尿をつくり、蓄え、排泄する働きを担う器官である腎臓、尿管、膀胱、尿道を総称して泌尿器といいます。
泌尿器の各器官は、体内を巡った血液を「腎臓」でろ過して尿をつくり、その尿を「尿管」が膀胱へ送り、「膀胱」で尿を蓄え、たまった尿を「尿道」から外に出すといったように、連鎖して機能しながら排尿システムを成立させています。
膀胱の筋肉と尿道の筋肉の「緩む」と「締まる」という動きは、自律神経と体性神経によってコントロールされています。
泌尿器系において、男性が女性と大きく異なる部分のひとつは前立腺の存在です。前立腺は膀胱のすぐ下に隣接しており、膀胱にためられた尿を排出するための通り道となる「尿道」の周囲を取り巻いています。
前立腺はまだ未解明の部分があるものの、膀胱のすぐ下にあって、真ん中を尿道が通っている位置関係から、排尿への影響が大きいと考えられています。
個人差はありますが前立腺は加齢とともに大きくなっていき、50歳をすぎた頃から前立腺肥大を起こしやすくなります。
尿道を取り囲んでいる前立腺が肥大すると尿道が圧迫されることになるため、尿の排泄がスムーズにいかなくなる「排尿障害」が引き起こされます。
前立腺肥大は、前立腺が何らかの原因で大きく肥大してしまう病気です。前立腺は生殖や排尿に関係するため、前立腺が大きくなることでこれらの機能に影響が現れてきます。
とくに日常生活に密着した排尿におよぼす影響は大きく、生活に支障を与える可能性がある病気といえるでしょう。
前立腺が大きく肥大すると前立腺が外側だけでなく内側に向かっても大きくなるため、前立腺の中を通っている尿道が常に圧迫されて狭くなります。そのため、前立腺肥大症によって起こる症状の大半は、排尿のトラブルとして自覚されます。

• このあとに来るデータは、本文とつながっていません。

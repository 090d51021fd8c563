//! Utility functions.
//!
//! This module provides colormaps, layout constants and path helpers.

mod colormaps;
mod layout_config;
mod path;

pub use layout_config::{HeatmapLayoutConfig, LayoutConfig, PlotLayoutConfig};
pub use path::base_name;
//! Line plot rendering.

use super::formatters::axis_labels;
use super::ThemeColors;
use crate::plot::{LineData, PlotOptions};
use crate::util::PlotLayoutConfig;
use ratatui::{
    layout::{Alignment, Rect},
    style::Style,
    widgets::{Axis, Chart, Dataset, Paragraph},
    Frame,
};

/// Draw a line chart of `data` into `area`.
pub(super) fn draw_line(
    f: &mut Frame<'_>,
    area: Rect,
    data: &LineData,
    options: &PlotOptions,
    layout: &PlotLayoutConfig,
    colors: &ThemeColors,
) {
    let Some((x_bounds, y_bounds)) = data.bounds(layout.y_axis_padding_factor) else {
        let para = Paragraph::new("No finite data to display")
            .style(Style::default().fg(colors.fg0))
            .alignment(Alignment::Center);
        f.render_widget(para, area);
        return;
    };

    let points = data.points();
    let dataset = Dataset::default()
        .marker(options.marker)
        .graph_type(options.graph_type)
        .style(Style::default().fg(options.color))
        .data(&points);

    let x_axis = Axis::default()
        .style(Style::default().fg(colors.green))
        .bounds(x_bounds)
        .labels(axis_labels(x_bounds[0], x_bounds[1], layout.axis_labels));

    let y_axis = Axis::default()
        .style(Style::default().fg(colors.green))
        .bounds(y_bounds)
        .labels(axis_labels(y_bounds[0], y_bounds[1], layout.axis_labels));

    let chart = Chart::new(vec![dataset])
        .style(Style::default().fg(colors.fg0))
        .x_axis(x_axis)
        .y_axis(y_axis);

    f.render_widget(chart, area);
}
//! Figure assembly.

use super::{ColorGrid, LineData, PlotKind};
use crate::data::{read_table, NumericTable};
use crate::error::Result;
use std::path::Path;

/// Title drawn above all panels.
pub const FIGURE_TITLE: &str = "Plots";

/// One subplot.
#[derive(Debug, Clone)]
pub struct Panel {
    /// Subplot title (the file's base name).
    pub title: String,
    /// Loaded data.
    pub table: NumericTable,
    /// Series for line plots.
    pub line: LineData,
    /// Matrix for pseudocolor plots.
    pub grid: ColorGrid,
}

impl Panel {
    /// Build a panel from a loaded table.
    pub fn from_table(table: NumericTable) -> Self {
        let line = LineData::from_table(&table);
        let grid = ColorGrid::from_table(&table);
        Self {
            title: table.name.clone(),
            table,
            line,
            grid,
        }
    }
}

/// A titled stack of panels, one per input file.
#[derive(Debug, Clone)]
pub struct Figure {
    /// Figure title.
    pub title: String,
    /// Panels in input order.
    pub panels: Vec<Panel>,
}

impl Figure {
    /// Create a figure from prepared panels.
    pub fn new(panels: Vec<Panel>) -> Self {
        Self {
            title: FIGURE_TITLE.to_string(),
            panels,
        }
    }

    /// Load every file, stopping at the first failure.
    pub fn load<P: AsRef<Path>>(paths: &[P], kind: PlotKind) -> Result<Self> {
        let panels = paths
            .iter()
            .map(|p| read_table(p.as_ref(), kind.column_rule()).map(Panel::from_table))
            .collect::<Result<Vec<_>>>()?;

        tracing::info!("Loaded {} panel(s)", panels.len());
        Ok(Self::new(panels))
    }

    /// Number of panels.
    pub fn len(&self) -> usize {
        self.panels.len()
    }

    /// Whether the figure has no panels.
    pub fn is_empty(&self) -> bool {
        self.panels.is_empty()
    }
}

#[cfg(test)]
mod tests {
    use super::*;
    use std::io::Write;

    #[test]
    fn load_keeps_argument_order() {
        let dir = tempfile::tempdir().unwrap();
        let a = dir.path().join("alpha.txt");
        let b = dir.path().join("beta.txt");
        writeln!(std::fs::File::create(&a).unwrap(), "1\n2\n3").unwrap();
        writeln!(std::fs::File::create(&b).unwrap(), "0 1\n1 4").unwrap();

        let fig = Figure::load(&[&b, &a], PlotKind::Line).unwrap();
        assert_eq!(fig.title, "Plots");
        assert_eq!(fig.len(), 2);
        assert_eq!(fig.panels[0].title, "beta.txt");
        assert_eq!(fig.panels[1].title, "alpha.txt");
        assert!(matches!(fig.panels[0].line, LineData::Paired { .. }));
        assert!(matches!(fig.panels[1].line, LineData::Indexed(_)));
    }

    #[test]
    fn load_fails_on_bad_file() {
        let dir = tempfile::tempdir().unwrap();
        let bad = dir.path().join("bad.txt");
        writeln!(std::fs::File::create(&bad).unwrap(), "1\nx").unwrap();

        assert!(Figure::load(&[bad], PlotKind::Line).is_err());
    }
}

尿を出そうとしても時間がかかり、尿が勢いよく出てきづらくなったり、出し切るまでの時間も通常の排尿の所要時間(20~30秒)に比べ1分以上と長い時間がかかってしまうようになり、あわせて頻尿や残尿感も出現します。
治療せずに放置しておくと、尿閉(排尿がほとんどできなくなった状態)、尿路感染、膀胱結石、膀胱機能低下ひいては腎機能低下といった合併症につながるおそれもあります。
前立腺肥大症が疑われる場合、まずは超音波検査と直腸診が行われます。
そほかにも、前立腺がんとの鑑別のために血液検査で腫瘍マーカーを調べたり、排尿の勢いや時間を調べる尿量測定検査が行われる場合もあります。

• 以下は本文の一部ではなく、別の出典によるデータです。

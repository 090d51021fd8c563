//! Data reading and representation.
//!
//! This module reads delimited numeric text files into matrices and decides
//! how many dimensions they carry.

mod loader;
mod table;

pub use loader::{parse_table, read_table, ColumnRule};
pub use table::{finite_min_max, NumericTable};
//! Pseudocolor grids.

use crate::data::{finite_min_max, NumericTable};
use ndarray::Array2;

/// Share of the data range kept inside the color limits.
const COLOR_SPAN: f64 = 0.95;

/// Color palette for heatmap visualization.
#[derive(Debug, Clone, Copy, PartialEq, Eq, Default, clap::ValueEnum)]
pub enum ColorPalette {
    /// Jet colormap (blue through cyan and yellow to red).
    #[default]
    Jet,
    /// Viridis colormap (perceptually uniform, colorblind-friendly).
    Viridis,
    /// Plasma colormap (perceptually uniform).
    Plasma,
    /// Rainbow/Spectral colormap (traditional, high contrast).
    Rainbow,
    /// Blue-White-Red diverging colormap.
    BlueRed,
}

impl ColorPalette {
    /// Get the next palette in cycle.
    pub fn next(self) -> Self {
        match self {
            Self::Jet => Self::Viridis,
            Self::Viridis => Self::Plasma,
            Self::Plasma => Self::Rainbow,
            Self::Rainbow => Self::BlueRed,
            Self::BlueRed => Self::Jet,
        }
    }

    /// Get palette name.
    pub fn name(self) -> &'static str {
        match self {
            Self::Jet => "Jet",
            Self::Viridis => "Viridis",
            Self::Plasma => "Plasma",
            Self::Rainbow => "Rainbow",
            Self::BlueRed => "Blue-Red",
        }
    }
}

/// Matrix rendered by a pseudocolor plot.
///
/// Grid row `r` holds file column `r`; grid column `c` holds file line `c`.
/// Row 0 is drawn at the bottom.
#[derive(Debug, Clone)]
pub struct ColorGrid {
    /// Cell values.
    pub cells: Array2<f64>,
    /// Value mapped to the low end of the palette.
    pub vmin: f64,
    /// Value mapped to the high end of the palette.
    pub vmax: f64,
}

impl ColorGrid {
    /// Build the grid for a table.
    ///
    /// A single-column file becomes two identical rows so it renders as a band.
    pub fn from_table(table: &NumericTable) -> Self {
        let cells = if table.columns() == 1 {
            let series = table.values.column(0);
            Array2::from_shape_fn((2, series.len()), |(_, c)| series[c])
        } else {
            table.values.t().to_owned()
        };

        let (vmin, vmax) = color_limits(table.min_max());
        Self { cells, vmin, vmax }
    }

    /// Number of grid rows (y extent).
    pub fn rows(&self) -> usize {
        self.cells.nrows()
    }

    /// Number of grid columns (x extent).
    pub fn cols(&self) -> usize {
        self.cells.ncols()
    }

    /// Value at `(row, col)`.
    pub fn get(&self, row: usize, col: usize) -> Option<f64> {
        self.cells.get((row, col)).copied()
    }

    /// Position of `value` between the color limits, clamped to `0.0..=1.0`.
    ///
    /// Returns `None` for non-finite values.
    pub fn normalize(&self, value: f64) -> Option<f64> {
        if !value.is_finite() {
            return None;
        }
        let span = self.vmax - self.vmin;
        if span <= 0.0 {
            return Some(0.0);
        }
        Some(((value - self.vmin) / span).clamp(0.0, 1.0))
    }
}

/// Color limits that clip 5% of the data range at each end.
fn color_limits(min_max: Option<(f64, f64)>) -> (f64, f64) {
    match min_max {
        Some((min, max)) => {
            let scaled = (max - min) * COLOR_SPAN;
            (max - scaled, min + scaled)
        },
        None => (0.0, 0.0),
    }
}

このようなさまざまな検査を行って前立腺肥大症と診断された場合には、まずはα遮断薬や抗男性ホルモン薬などの薬物療法が行われ、効果がない場合には手術による切除が考慮されます。
手術は、お腹を開いて前立腺の切除をする場合もありますが、肥大が軽度な場合には尿道から内視鏡を挿入して前立腺の一部を切り取るTUR-Pという治療が行われることが多くなっています。

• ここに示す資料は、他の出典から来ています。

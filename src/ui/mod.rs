//! User interface rendering.

mod figure;
mod formatters;
mod heatmap;
mod keymap_bar;
mod line;
mod status_bar;
mod theme;

use crate::app::App;
use ratatui::{backend::TestBackend, buffer::Buffer, Frame, Terminal};

pub use formatters::{axis_labels, format_axis_label};
pub use theme::ThemeColors;

/// Draw the UI.
pub fn draw(f: &mut Frame<'_>, app: &App) {
    figure::draw_figure(f, app);
}

/// Render one frame off-screen and return it as plain-text rows.
pub fn render_lines(app: &App, width: u16, height: u16) -> std::io::Result<Vec<String>> {
    let mut terminal = Terminal::new(TestBackend::new(width, height))?;
    terminal.draw(|f| draw(f, app))?;
    Ok(buffer_lines(terminal.backend().buffer()))
}

/// Plain-text rows of a rendered buffer, trailing spaces trimmed.
pub fn buffer_lines(buf: &Buffer) -> Vec<String> {
    let area = buf.area;
    (area.y..area.y + area.height)
        .map(|y| {
            let line: String = (area.x..area.x + area.width)
                .filter_map(|x| buf.cell((x, y)).map(|c| c.symbol()))
                .collect();
            line.trim_end().to_string()
        })
        .collect()
}
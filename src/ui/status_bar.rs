//! Status bar UI component.

use crate::ui::ThemeColors;
use ratatui::{layout::Rect, style::Style, widgets::Paragraph, Frame};

/// Draw the status bar.
pub(super) fn draw_status(f: &mut Frame<'_>, area: Rect, status: &str, colors: &ThemeColors) {
    let paragraph = Paragraph::new(status).style(Style::default().fg(colors.fg0).bg(colors.bg1));

    f.render_widget(paragraph, area);
}
//! Chapter audio streaming.
//!
//! Two serving paths share the range/plan machinery:
//!
//! - `GET /audio/{name}` - single chapter file with HTTP range support
//! - `GET /download-all` - every chapter file concatenated into one response

pub mod aggregate;
pub mod direct;
pub mod range;

pub use aggregate::{download_all, sanitize_title};
pub use direct::stream_chapter;

/// Chunk size for file read streams.
pub(crate) const STREAM_CHUNK_SIZE: usize = 64 * 1024;
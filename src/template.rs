//! Player shell rendering.
//!
//! The player page is a single HTML file with two placeholder tokens,
//! `{{TITLE}}` and `{{AUTHOR}}`. A custom template can be supplied via the
//! config; the bundled page is the fallback. Because the config and manifest
//! are immutable for the lifetime of a run, the shell is rendered once at
//! startup and served from memory.

use crate::config::LibraryConfig;

/// Bundled default player page.
pub const DEFAULT_PLAYER_HTML: &str = include_str!("../static/player.html");

/// Substitute the title and author tokens in a template.
pub fn render(template: &str, title: &str, author: &str) -> String {
    template
        .replace("{{TITLE}}", title)
        .replace("{{AUTHOR}}", author)
}

/// Load the player template and render it for the configured library.
///
/// Falls back to the bundled page when the configured template path cannot
/// be read.
pub fn load_shell(library: &LibraryConfig) -> String {
    let template = match &library.template_path {
        Some(path) => match std::fs::read_to_string(path) {
            Ok(content) => content,
            Err(e) => {
                tracing::warn!(
                    path = %path.display(),
                    error = %e,
                    "failed to read player template, using bundled page"
                );
                DEFAULT_PLAYER_HTML.to_string()
            }
        },
        None => DEFAULT_PLAYER_HTML.to_string(),
    };

    render(&template, &library.title, &library.author)
}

男性の排尿の異常は前立腺肥大症が原因になっていることが多く、一般的な頻尿対策などでは症状は改善しません。このため、排尿の悩みがある場合はまずは病院を受診して原因を調べ、症状がひどくならないうちに治療を開始するようにしましょう。
「前立腺肥大症」は、すぐには生命をおびやかすような病気ではありません。しかし、「排尿障害」という日常生活で心身につらい影響を与える症状をもたらします。
この状態を少しでも和らげるためにも、ためらわず早めに専門医の治療を受けることが重要です。また、50歳を過ぎたら定期的に前立腺の検査を受けるようにしましょう。